The nation’s independent bookshops are among the businesses that have been having a particularly hard time during the Covid-19 lockdown. They are book people though, and therefore undaunted, so have spent some of the long empty days by getting together, virtually, and coming up with summer reading recommendations. Their fiction of choice is the current Booker Prize joint-champ Bernardine Evaristo’s Girl, Woman, Other. One of the other novels she saw off was 10 Minutes 38 Seconds in this Strange World by Elif Shafak, a fellow 2019 Booker Prize shortlistee. But perhaps the best way to celebrate the reopening of our indies is, if you haven’t already, to buy both.
Evaristo and her fellow Booker Prize winner Margaret Atwood were among the high-profile women (Jane Fonda, Gillian Anderson and others) asked recently what advice they would have given to their 20-year-old selves.
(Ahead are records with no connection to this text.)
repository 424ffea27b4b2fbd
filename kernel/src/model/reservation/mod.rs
use chrono::{DateTime, NaiveDate, Utc};
use serde::{Deserialize, Serialize};

use crate::model::{day::days_inclusive, id::ReservationId, room::RoomTypeId};

pub mod event;
pub mod record;

/// Snapshot of a catalog room at booking time.
#[derive(Debug, Clone, PartialEq, Eq, Serialize, Deserialize)]
#[serde(rename_all = "camelCase")]
pub struct SelectedRoom {
    pub id: String,
    pub title: String,
    pub price: u32,
    pub qty: u32,
}

#[derive(Debug, Clone, Default, PartialEq, Eq, Serialize, Deserialize)]
#[serde(rename_all = "camelCase")]
pub struct Guest {
    pub name: String,
    pub email: String,
    pub phone: Option<String>,
    pub notes: Option<String>,
}

#[derive(Debug, Clone, PartialEq, Eq, Serialize)]
#[serde(rename_all = "camelCase")]
pub struct Reservation {
    pub id: ReservationId,
    pub check_in: NaiveDate,
    pub check_out: NaiveDate,
    pub adults: u32,
    pub children: u32,
    pub rooms: u32,
    pub selected_rooms: Vec<SelectedRoom>,
    pub guest: Guest,
    pub created_at: Option<DateTime<Utc>>,
    pub timestamp: Option<i64>,
}

impl Reservation {
    pub fn includes_room(&self, room: &RoomTypeId) -> bool {
        self.selected_rooms.iter().any(|s| room.matches(&s.id))
    }

    /// Days this reservation keeps off the market: check-in through
    /// check-out, both included, so turnover day stays blocked.
    pub fn blocked_days(&self) -> Vec<NaiveDate> {
        days_inclusive(self.check_in, self.check_out)
    }

    pub fn nights(&self) -> i64 {
        (self.check_out - self.check_in).num_days().max(0)
    }

    pub fn nightly_total(&self) -> u64 {
        self.selected_rooms
            .iter()
            .map(|s| u64::from(s.price) * u64::from(s.qty))
            .sum()
    }
}

#[cfg(test)]
pub(crate) mod test_support {
    use super::*;
    use crate::model::day::parse_day;

    pub fn reservation(check_in: &str, check_out: &str, room_ids: &[&str]) -> Reservation {
        Reservation {
            id: ReservationId::new(),
            check_in: parse_day(check_in).unwrap(),
            check_out: parse_day(check_out).unwrap(),
            adults: 2,
            children: 0,
            rooms: room_ids.len() as u32,
            selected_rooms: room_ids
                .iter()
                .map(|id| SelectedRoom {
                    id: id.to_string(),
                    title: format!("Room {id}"),
                    price: 50,
                    qty: 1,
                })
                .collect(),
            guest: Guest {
                name: "Ada Guest".into(),
                email: "ada@example.com".into(),
                ..Default::default()
            },
            created_at: None,
            timestamp: None,
        }
    }
}

#[cfg(test)]
mod tests {
    use super::test_support::reservation;
    use super::*;

    #[test]
    fn blocked_days_include_checkout() {
        let r = reservation("2024-02-01", "2024-02-03", &["2"]);
        assert_eq!(r.blocked_days().len(), 3);
        assert_eq!(r.nights(), 2);
        assert!(r.includes_room(&RoomTypeId::new("room2")));
        assert!(!r.includes_room(&RoomTypeId::new("room3")));
    }

    #[test]
    fn nightly_total_sums_quantities() {
        let mut r = reservation("2024-02-01", "2024-02-03", &["room1", "room2"]);
        r.selected_rooms[1].qty = 2;
        assert_eq!(r.nightly_total(), 150);
    }
}
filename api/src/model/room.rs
use kernel::model::room::RoomType;
use serde::Serialize;

#[derive(Serialize)]
#[serde(rename_all = "camelCase")]
pub struct RoomsResponse {
    pub items: Vec<RoomResponse>,
}

#[derive(Serialize)]
#[serde(rename_all = "camelCase")]
pub struct RoomResponse {
    #[serde(flatten)]
    pub room: &'static RoomType,
    /// Occupancy hints shown next to the room; never enforced.
    pub advisories: Vec<String>,
}

impl From<&'static RoomType> for RoomResponse {
    fn from(room: &'static RoomType) -> Self {
        Self {
            room,
            advisories: room.advisories(),
        }
    }
}

impl From<&'static [RoomType]> for RoomsResponse {
    fn from(rooms: &'static [RoomType]) -> Self {
        Self {
            items: rooms.iter().map(RoomResponse::from).collect(),
        }
    }
}
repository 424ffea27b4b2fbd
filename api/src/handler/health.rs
use axum::{extract::State, http::StatusCode};
use registry::AppRegistry;

pub async fn health_check() -> StatusCode {
    StatusCode::OK
}

pub async fn health_check_db(State(registry): State<AppRegistry>) -> StatusCode {
    if registry.health_check_repository().check_db().await {
        StatusCode::OK
    } else {
        StatusCode::INTERNAL_SERVER_ERROR
    }
}
use axum::{routing::get, Router};
use registry::AppRegistry;

use crate::handler::admin::show_stats;

pub fn build_admin_routers() -> Router<AppRegistry> {
    Router::new().route("/admin/stats", get(show_stats))
}
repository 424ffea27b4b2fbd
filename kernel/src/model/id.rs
use serde::{Deserialize, Serialize};
use shared::error::AppError;
use std::str::FromStr;
use uuid::Uuid;

macro_rules! define_id {
    ($id_type: ident) => {
        #[derive(Debug, Clone, Copy, PartialEq, Eq, Hash, Serialize, Deserialize)]
        #[serde(into = "String", try_from = "String")]
        pub struct $id_type(Uuid);

        impl $id_type {
            pub fn new() -> Self {
                Self(Uuid::new_v4())
            }

            pub fn raw(self) -> Uuid {
                self.0
            }
        }

        impl Default for $id_type {
            fn default() -> Self {
                Self::new()
            }
        }

        impl From<Uuid> for $id_type {
            fn from(value: Uuid) -> Self {
                Self(value)
            }
        }

        impl FromStr for $id_type {
            type Err = AppError;

            fn from_str(s: &str) -> Result<Self, Self::Err> {
                Ok(Self(Uuid::parse_str(s)?))
            }
        }

        impl TryFrom<String> for $id_type {
            type Error = AppError;

            fn try_from(value: String) -> Result<Self, Self::Error> {
                value.parse()
            }
        }

        impl std::fmt::Display for $id_type {
            fn fmt(&self, f: &mut std::fmt::Formatter<'_>) -> std::fmt::Result {
                self.0.fmt(f)
            }
        }

        impl From<$id_type> for String {
            fn from(value: $id_type) -> Self {
                value.0.to_string()
            }
        }
    };
}

define_id!(ReservationId);
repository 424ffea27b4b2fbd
use chrono::NaiveDate;
use shared::error::AppResult;
use std::sync::{
    atomic::{AtomicBool, Ordering},
    Arc,
};
use tokio::sync::mpsc;

use crate::{
    model::{availability::BlockedDates, room::RoomType},
    repository::reservation::ReservationWatch,
    service::availability::AvailabilityService,
};

struct RemoteResult {
    generation: u64,
    dates: Vec<NaiveDate>,
}

/// Live availability for whatever room type the widget has selected.
///
/// Owns the store subscription for its whole lifetime and must be shut down
/// with [`AvailabilitySession::close`]. Feed fetches started for a room type
/// that is no longer selected are discarded when they land.
pub struct AvailabilitySession {
    service: AvailabilityService,
    room: &'static RoomType,
    generation: u64,
    in_flight: Option<Arc<AtomicBool>>,
    remote: Vec<NaiveDate>,
    internal: Vec<NaiveDate>,
    watch: Option<ReservationWatch>,
    results_tx: mpsc::UnboundedSender<RemoteResult>,
    results_rx: mpsc::UnboundedReceiver<RemoteResult>,
}

impl AvailabilitySession {
    pub async fn open(service: AvailabilityService, room: &'static RoomType) -> AppResult<Self> {
        let watch = service.watch().await?;
        let internal = service.project_internal(room).await?;
        let (results_tx, results_rx) = mpsc::unbounded_channel();
        let mut session = Self {
            service,
            room,
            generation: 0,
            in_flight: None,
            remote: Vec::new(),
            internal,
            watch: Some(watch),
            results_tx,
            results_rx,
        };
        session.start_remote_fetch();
        Ok(session)
    }

    pub fn room(&self) -> &'static RoomType {
        self.room
    }

    pub fn blocked(&self) -> BlockedDates {
        BlockedDates::merge(&self.remote, &self.internal)
    }

    pub async fn select_room(&mut self, room: &'static RoomType) -> AppResult<BlockedDates> {
        if room.id != self.room.id {
            self.room = room;
            self.remote.clear();
            self.internal = self.service.project_internal(room).await?;
            self.start_remote_fetch();
        }
        Ok(self.blocked())
    }

    fn start_remote_fetch(&mut self) {
        self.cancel_in_flight();
        self.generation += 1;

        let generation = self.generation;
        let cancelled = Arc::new(AtomicBool::new(false));
        self.in_flight = Some(cancelled.clone());

        let service = self.service.clone();
        let room = self.room;
        let results = self.results_tx.clone();
        tokio::spawn(async move {
            let dates = service.fetch_remote(room).await;
            if cancelled.load(Ordering::Acquire) {
                tracing::debug!(room = room.id, "Discarding feed result for a deselected room");
                return;
            }
            let _ = results.send(RemoteResult { generation, dates });
        });
    }

    fn cancel_in_flight(&mut self) {
        if let Some(cancelled) = self.in_flight.take() {
            cancelled.store(true, Ordering::Release);
        }
    }

    /// Waits for the next change to the merged set: a store notification or
    /// a finished feed fetch. `None` once the store subscription has ended.
    pub async fn next_update(&mut self) -> AppResult<Option<BlockedDates>> {
        loop {
            let Some(watch) = self.watch.as_mut() else {
                return Ok(None);
            };
            tokio::select! {
                change = watch.changed() => {
                    if change.is_none() {
                        self.watch = None;
                        return Ok(None);
                    }
                    self.internal = self.service.project_internal(self.room).await?;
                    return Ok(Some(self.blocked()));
                }
                Some(result) = self.results_rx.recv() => {
                    if result.generation != self.generation {
                        continue;
                    }
                    self.in_flight = None;
                    self.remote = result.dates;
                    return Ok(Some(self.blocked()));
                }
            }
        }
    }

    pub fn close(mut self) {
        self.cancel_in_flight();
        if let Some(watch) = self.watch.take() {
            watch.unsubscribe();
        }
    }
}

#[cfg(test)]
mod tests {
    use super::*;
    use crate::model::{
        day::parse_day, reservation::test_support::reservation, room::find_room_type,
    };
    use crate::repository::reservation::ReservationRepository as _;
    use crate::service::fakes::{calendar_config, InMemoryReservations, StaticFeeds};
    use std::time::Duration;
    use tokio::sync::Notify;

    const ROOM2_FEED: &str =
        "BEGIN:VCALENDAR\nBEGIN:VEVENT\nDTSTART:20240702\nEND:VEVENT\nEND:VCALENDAR\n";
    const ROOM3_FEED: &str =
        "BEGIN:VCALENDAR\nBEGIN:VEVENT\nDTSTART:20240909\nEND:VEVENT\nEND:VCALENDAR\n";

    fn day(raw: &str) -> NaiveDate {
        parse_day(raw).unwrap()
    }

    async fn next(session: &mut AvailabilitySession) -> BlockedDates {
        tokio::time::timeout(Duration::from_secs(5), session.next_update())
            .await
            .expect("no update within 5s")
            .unwrap()
            .expect("subscription ended")
    }

    #[tokio::test]
    async fn late_feed_for_previous_room_is_discarded() {
        let gate = Arc::new(Notify::new());
        let feeds = StaticFeeds::default()
            .with_body("room2", ROOM2_FEED)
            .with_body("room3", ROOM3_FEED)
            .gated("room2", gate.clone());
        let store = Arc::new(InMemoryReservations::default());
        let service =
            AvailabilityService::new(store.clone(), Arc::new(feeds), Arc::new(calendar_config()));

        let mut session = AvailabilitySession::open(service, find_room_type("room2").unwrap())
            .await
            .unwrap();
        session
            .select_room(find_room_type("room3").unwrap())
            .await
            .unwrap();
        gate.notify_one();

        let blocked = next(&mut session).await;
        assert!(blocked.is_blocked(day("2024-09-09")));
        assert!(!blocked.is_blocked(day("2024-07-02")));
        assert_eq!(session.room().id, "room3");

        tokio::time::sleep(Duration::from_millis(50)).await;
        assert!(!session.blocked().is_blocked(day("2024-07-02")));
        session.close();
    }

    #[tokio::test]
    async fn store_change_reprojects() {
        let store = Arc::new(InMemoryReservations::default());
        let service = AvailabilityService::new(
            store.clone(),
            Arc::new(StaticFeeds::default()),
            Arc::new(calendar_config()),
        );
        let mut session = AvailabilitySession::open(service, find_room_type("room1").unwrap())
            .await
            .unwrap();
        assert!(session.blocked().is_empty());

        store
            .create(crate::service::fakes::create_event(&reservation(
                "2024-12-24",
                "2024-12-26",
                &["room1"],
            )))
            .await
            .unwrap();

        let mut blocked = next(&mut session).await;
        // The (empty) feed result may land first.
        while !blocked.is_blocked(day("2024-12-26")) {
            blocked = next(&mut session).await;
        }
        assert_eq!(blocked.lookup.len(), 3);
        session.close();
        assert_eq!(store.subscriber_count(), 0);
    }
}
Atwood was pithy: “It’s 1960 in Canada, few writers make a living, and everyone knows women writers are crazy and doomed to be single. My advice: times will change and so will attitudes. You can help change them.” Evaristo would tell her younger self that a positive mental attitude would: “make her more compassionate towards her fellow humans, which is important for a writer who needs to understand and be non-judgemental towards their fictional creations”. Chimamanda Ngozi Adichie, Man Booker longlisted in 2004 with Purple Hibiscus, was another of those asked and was more regretful than full of advice: “Looking now at photos of myself at 20, I cannot believe how much time I wasted believing that I was not enough just as I was.” What none pointed out, however, was that at 20 they possibly wouldn’t have listened to wise words from anyone.
If you are a Thomas Keneally fan – and who isn’t? – then there’s a chance coming up to buy a piece of the 1982 Booker Prize winner’s soul. The author of Schindler’s Ark is putting up some of his art collection for sale. “My wife is 85, I am about to turn 85,” the veteran novelist explained. “We have many, many, more stacked up here, too many, so it’s time to loosen up.” And it’s not for the money either. As the irreverent Keneally put it, the four pictures he is selling “have been valuable beyond words for me but I am such a rotten businessman I got them for pure joy and sometimes it’s better to follow your joy rather than follow some shonky deal put together by some accountant.” Advice to be bottled: avoid shonk.